**WHAT NEEDS TO BE DONE**
I'd like an exact copy of every line from the start of the entries below through the line containing "use latentfs::dispatch::MountAccess;", please.

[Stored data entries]
-.-.-

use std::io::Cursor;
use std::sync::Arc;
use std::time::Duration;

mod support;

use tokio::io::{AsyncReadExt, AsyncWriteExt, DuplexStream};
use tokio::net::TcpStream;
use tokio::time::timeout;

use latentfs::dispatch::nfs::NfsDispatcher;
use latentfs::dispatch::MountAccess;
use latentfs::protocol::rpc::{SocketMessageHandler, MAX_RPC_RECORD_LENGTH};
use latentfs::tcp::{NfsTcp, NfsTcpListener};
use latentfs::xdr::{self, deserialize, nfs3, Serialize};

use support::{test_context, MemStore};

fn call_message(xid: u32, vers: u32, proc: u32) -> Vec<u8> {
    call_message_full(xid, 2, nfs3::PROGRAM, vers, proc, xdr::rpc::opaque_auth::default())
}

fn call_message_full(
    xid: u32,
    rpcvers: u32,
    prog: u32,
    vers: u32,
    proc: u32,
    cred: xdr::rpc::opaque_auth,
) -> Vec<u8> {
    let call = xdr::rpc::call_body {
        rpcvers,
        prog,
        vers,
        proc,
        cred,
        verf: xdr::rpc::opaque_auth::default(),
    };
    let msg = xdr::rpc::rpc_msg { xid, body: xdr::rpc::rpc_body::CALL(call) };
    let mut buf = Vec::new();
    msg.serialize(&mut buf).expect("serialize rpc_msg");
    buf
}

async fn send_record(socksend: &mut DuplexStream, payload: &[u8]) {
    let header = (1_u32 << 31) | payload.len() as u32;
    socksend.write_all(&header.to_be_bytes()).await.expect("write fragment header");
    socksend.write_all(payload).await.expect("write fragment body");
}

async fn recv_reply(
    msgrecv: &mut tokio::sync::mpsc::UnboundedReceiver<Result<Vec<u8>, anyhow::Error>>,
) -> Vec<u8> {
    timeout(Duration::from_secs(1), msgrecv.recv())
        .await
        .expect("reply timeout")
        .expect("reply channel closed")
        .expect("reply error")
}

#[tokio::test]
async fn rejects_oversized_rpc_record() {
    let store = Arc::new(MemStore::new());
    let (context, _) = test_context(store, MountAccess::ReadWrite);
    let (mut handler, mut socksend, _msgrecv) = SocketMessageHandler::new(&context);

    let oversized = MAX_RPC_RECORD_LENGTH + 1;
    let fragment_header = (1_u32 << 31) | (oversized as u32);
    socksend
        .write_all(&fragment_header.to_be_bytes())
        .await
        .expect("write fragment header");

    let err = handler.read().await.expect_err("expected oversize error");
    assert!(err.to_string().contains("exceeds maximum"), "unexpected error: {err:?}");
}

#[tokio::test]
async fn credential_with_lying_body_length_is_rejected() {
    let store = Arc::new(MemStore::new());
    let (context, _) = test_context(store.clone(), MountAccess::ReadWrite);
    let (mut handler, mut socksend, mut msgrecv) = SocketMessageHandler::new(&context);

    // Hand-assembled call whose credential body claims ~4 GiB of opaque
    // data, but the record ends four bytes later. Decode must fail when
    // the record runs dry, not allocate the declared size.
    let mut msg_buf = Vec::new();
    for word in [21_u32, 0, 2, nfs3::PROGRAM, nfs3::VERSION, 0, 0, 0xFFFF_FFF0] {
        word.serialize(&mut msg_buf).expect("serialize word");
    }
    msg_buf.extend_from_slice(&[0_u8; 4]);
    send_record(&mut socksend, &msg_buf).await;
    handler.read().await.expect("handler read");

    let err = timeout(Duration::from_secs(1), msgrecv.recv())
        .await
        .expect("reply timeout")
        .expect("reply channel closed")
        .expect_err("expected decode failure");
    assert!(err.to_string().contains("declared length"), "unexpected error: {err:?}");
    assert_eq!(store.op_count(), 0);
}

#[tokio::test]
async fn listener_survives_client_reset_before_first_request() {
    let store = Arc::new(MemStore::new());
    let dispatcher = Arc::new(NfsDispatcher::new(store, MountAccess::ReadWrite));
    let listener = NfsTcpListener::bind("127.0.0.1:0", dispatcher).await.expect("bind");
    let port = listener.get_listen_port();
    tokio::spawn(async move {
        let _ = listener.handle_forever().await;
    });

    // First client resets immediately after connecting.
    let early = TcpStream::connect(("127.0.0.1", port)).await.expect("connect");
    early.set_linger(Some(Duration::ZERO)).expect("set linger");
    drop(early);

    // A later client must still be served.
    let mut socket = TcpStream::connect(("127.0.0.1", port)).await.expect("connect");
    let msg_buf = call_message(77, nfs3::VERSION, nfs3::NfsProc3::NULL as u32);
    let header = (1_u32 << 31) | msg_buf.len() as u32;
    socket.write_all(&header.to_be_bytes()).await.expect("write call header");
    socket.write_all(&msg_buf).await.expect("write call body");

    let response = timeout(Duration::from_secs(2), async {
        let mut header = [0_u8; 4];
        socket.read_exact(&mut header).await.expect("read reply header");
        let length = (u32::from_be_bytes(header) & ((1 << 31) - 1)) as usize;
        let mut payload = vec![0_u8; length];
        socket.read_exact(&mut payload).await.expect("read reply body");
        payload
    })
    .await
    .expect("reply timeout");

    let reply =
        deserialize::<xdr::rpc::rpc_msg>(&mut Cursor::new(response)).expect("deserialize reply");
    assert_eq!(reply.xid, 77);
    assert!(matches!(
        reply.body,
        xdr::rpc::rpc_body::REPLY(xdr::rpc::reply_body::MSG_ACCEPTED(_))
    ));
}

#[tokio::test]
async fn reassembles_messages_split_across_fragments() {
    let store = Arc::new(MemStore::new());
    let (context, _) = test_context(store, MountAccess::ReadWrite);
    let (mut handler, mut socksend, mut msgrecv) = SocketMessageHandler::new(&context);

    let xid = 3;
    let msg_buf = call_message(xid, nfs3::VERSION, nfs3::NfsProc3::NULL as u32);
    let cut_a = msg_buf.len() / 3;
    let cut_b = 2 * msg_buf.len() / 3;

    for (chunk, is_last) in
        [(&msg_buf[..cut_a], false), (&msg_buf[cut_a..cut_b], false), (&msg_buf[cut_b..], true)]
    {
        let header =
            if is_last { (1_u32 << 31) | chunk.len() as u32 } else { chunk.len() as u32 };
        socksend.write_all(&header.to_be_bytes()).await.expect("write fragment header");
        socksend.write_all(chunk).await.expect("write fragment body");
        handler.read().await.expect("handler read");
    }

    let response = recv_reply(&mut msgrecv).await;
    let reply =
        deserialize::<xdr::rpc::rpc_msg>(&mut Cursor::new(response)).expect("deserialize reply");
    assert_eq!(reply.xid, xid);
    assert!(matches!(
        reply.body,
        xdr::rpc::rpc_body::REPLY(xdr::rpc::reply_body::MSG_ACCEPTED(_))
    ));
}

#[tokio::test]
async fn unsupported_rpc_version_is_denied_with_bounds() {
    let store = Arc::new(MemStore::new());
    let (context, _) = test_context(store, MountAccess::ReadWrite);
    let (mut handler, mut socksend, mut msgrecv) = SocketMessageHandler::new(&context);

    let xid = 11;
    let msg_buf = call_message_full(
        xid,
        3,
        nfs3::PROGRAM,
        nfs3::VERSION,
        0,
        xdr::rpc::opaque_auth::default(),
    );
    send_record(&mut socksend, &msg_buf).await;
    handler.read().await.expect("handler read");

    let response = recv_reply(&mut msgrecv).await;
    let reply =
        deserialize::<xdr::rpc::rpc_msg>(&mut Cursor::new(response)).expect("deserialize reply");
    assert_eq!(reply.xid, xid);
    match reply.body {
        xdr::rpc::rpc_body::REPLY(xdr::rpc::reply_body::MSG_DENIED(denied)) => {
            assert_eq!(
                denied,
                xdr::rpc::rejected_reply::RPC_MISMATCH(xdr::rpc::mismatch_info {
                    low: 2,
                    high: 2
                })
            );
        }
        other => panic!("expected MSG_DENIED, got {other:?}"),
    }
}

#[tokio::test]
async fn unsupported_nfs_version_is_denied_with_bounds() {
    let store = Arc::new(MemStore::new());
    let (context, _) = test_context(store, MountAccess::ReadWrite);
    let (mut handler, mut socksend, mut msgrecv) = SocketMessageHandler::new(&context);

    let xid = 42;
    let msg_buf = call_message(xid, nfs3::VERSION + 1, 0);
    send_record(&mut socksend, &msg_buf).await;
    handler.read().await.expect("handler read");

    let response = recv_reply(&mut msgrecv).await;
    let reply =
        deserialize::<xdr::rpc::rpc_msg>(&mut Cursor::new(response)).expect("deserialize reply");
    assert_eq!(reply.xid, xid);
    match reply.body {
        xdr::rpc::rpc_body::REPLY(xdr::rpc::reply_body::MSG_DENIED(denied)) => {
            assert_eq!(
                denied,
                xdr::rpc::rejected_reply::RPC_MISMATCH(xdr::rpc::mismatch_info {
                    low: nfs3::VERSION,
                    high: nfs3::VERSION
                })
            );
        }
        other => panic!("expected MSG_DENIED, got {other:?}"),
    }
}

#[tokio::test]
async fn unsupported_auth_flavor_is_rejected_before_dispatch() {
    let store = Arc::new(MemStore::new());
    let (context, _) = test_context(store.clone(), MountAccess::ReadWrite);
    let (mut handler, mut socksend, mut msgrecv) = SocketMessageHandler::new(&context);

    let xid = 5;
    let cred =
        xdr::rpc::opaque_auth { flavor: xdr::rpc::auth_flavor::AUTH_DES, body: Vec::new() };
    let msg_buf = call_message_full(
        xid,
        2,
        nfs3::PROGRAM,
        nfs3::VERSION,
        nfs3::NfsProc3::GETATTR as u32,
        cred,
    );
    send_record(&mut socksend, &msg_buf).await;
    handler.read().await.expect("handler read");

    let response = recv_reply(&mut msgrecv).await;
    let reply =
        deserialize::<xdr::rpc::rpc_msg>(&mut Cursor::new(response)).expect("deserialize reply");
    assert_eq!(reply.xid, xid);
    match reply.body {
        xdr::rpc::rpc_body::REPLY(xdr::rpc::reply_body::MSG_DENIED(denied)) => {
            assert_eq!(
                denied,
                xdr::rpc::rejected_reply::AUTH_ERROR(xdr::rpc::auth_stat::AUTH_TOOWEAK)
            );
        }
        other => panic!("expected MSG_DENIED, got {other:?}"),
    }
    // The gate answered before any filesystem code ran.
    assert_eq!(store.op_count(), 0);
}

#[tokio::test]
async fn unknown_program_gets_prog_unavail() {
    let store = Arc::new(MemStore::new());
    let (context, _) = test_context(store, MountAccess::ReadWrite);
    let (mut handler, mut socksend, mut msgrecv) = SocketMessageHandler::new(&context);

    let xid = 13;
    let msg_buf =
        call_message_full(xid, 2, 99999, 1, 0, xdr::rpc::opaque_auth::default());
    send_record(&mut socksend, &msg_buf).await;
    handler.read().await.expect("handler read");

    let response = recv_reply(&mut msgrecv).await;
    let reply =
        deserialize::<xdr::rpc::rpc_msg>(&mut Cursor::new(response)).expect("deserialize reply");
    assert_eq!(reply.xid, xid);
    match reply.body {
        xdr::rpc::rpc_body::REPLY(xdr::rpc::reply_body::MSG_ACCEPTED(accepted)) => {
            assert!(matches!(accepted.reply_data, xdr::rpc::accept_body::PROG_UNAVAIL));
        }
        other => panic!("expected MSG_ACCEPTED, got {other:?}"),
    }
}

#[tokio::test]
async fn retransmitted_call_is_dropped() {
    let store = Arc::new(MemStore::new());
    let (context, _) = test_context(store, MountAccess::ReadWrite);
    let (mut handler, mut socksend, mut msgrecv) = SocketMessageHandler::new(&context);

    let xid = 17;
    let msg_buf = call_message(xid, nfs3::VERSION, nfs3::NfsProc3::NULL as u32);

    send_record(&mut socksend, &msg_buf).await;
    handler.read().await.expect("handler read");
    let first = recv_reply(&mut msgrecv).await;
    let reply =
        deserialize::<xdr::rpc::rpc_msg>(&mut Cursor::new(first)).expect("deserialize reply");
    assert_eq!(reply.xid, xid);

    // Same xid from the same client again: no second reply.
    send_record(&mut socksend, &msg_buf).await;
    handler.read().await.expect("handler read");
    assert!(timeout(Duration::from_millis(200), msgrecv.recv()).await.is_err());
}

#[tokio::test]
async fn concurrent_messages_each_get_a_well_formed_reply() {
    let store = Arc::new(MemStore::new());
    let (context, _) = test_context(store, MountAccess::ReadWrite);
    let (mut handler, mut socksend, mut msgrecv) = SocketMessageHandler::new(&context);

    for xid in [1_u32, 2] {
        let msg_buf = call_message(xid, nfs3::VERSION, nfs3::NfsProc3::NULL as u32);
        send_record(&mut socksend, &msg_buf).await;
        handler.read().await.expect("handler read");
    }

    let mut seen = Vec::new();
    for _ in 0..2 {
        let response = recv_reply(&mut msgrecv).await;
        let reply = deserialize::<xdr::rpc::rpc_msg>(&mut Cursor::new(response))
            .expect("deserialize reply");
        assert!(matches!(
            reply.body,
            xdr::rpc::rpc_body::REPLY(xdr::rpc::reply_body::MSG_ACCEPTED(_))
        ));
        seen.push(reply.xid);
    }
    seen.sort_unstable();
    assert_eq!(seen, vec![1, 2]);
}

-.-.-

**WRITTEN SOLUTION**
use std::io::Cursor;
use std::sync::Arc;
use std::time::Duration;

mod support;

use tokio::io::{AsyncReadExt, AsyncWriteExt, DuplexStream};
use tokio::net::TcpStream;
use tokio::time::timeout;

use latentfs::dispatch::nfs::NfsDispatcher;
use latentfs::dispatch::MountAccess;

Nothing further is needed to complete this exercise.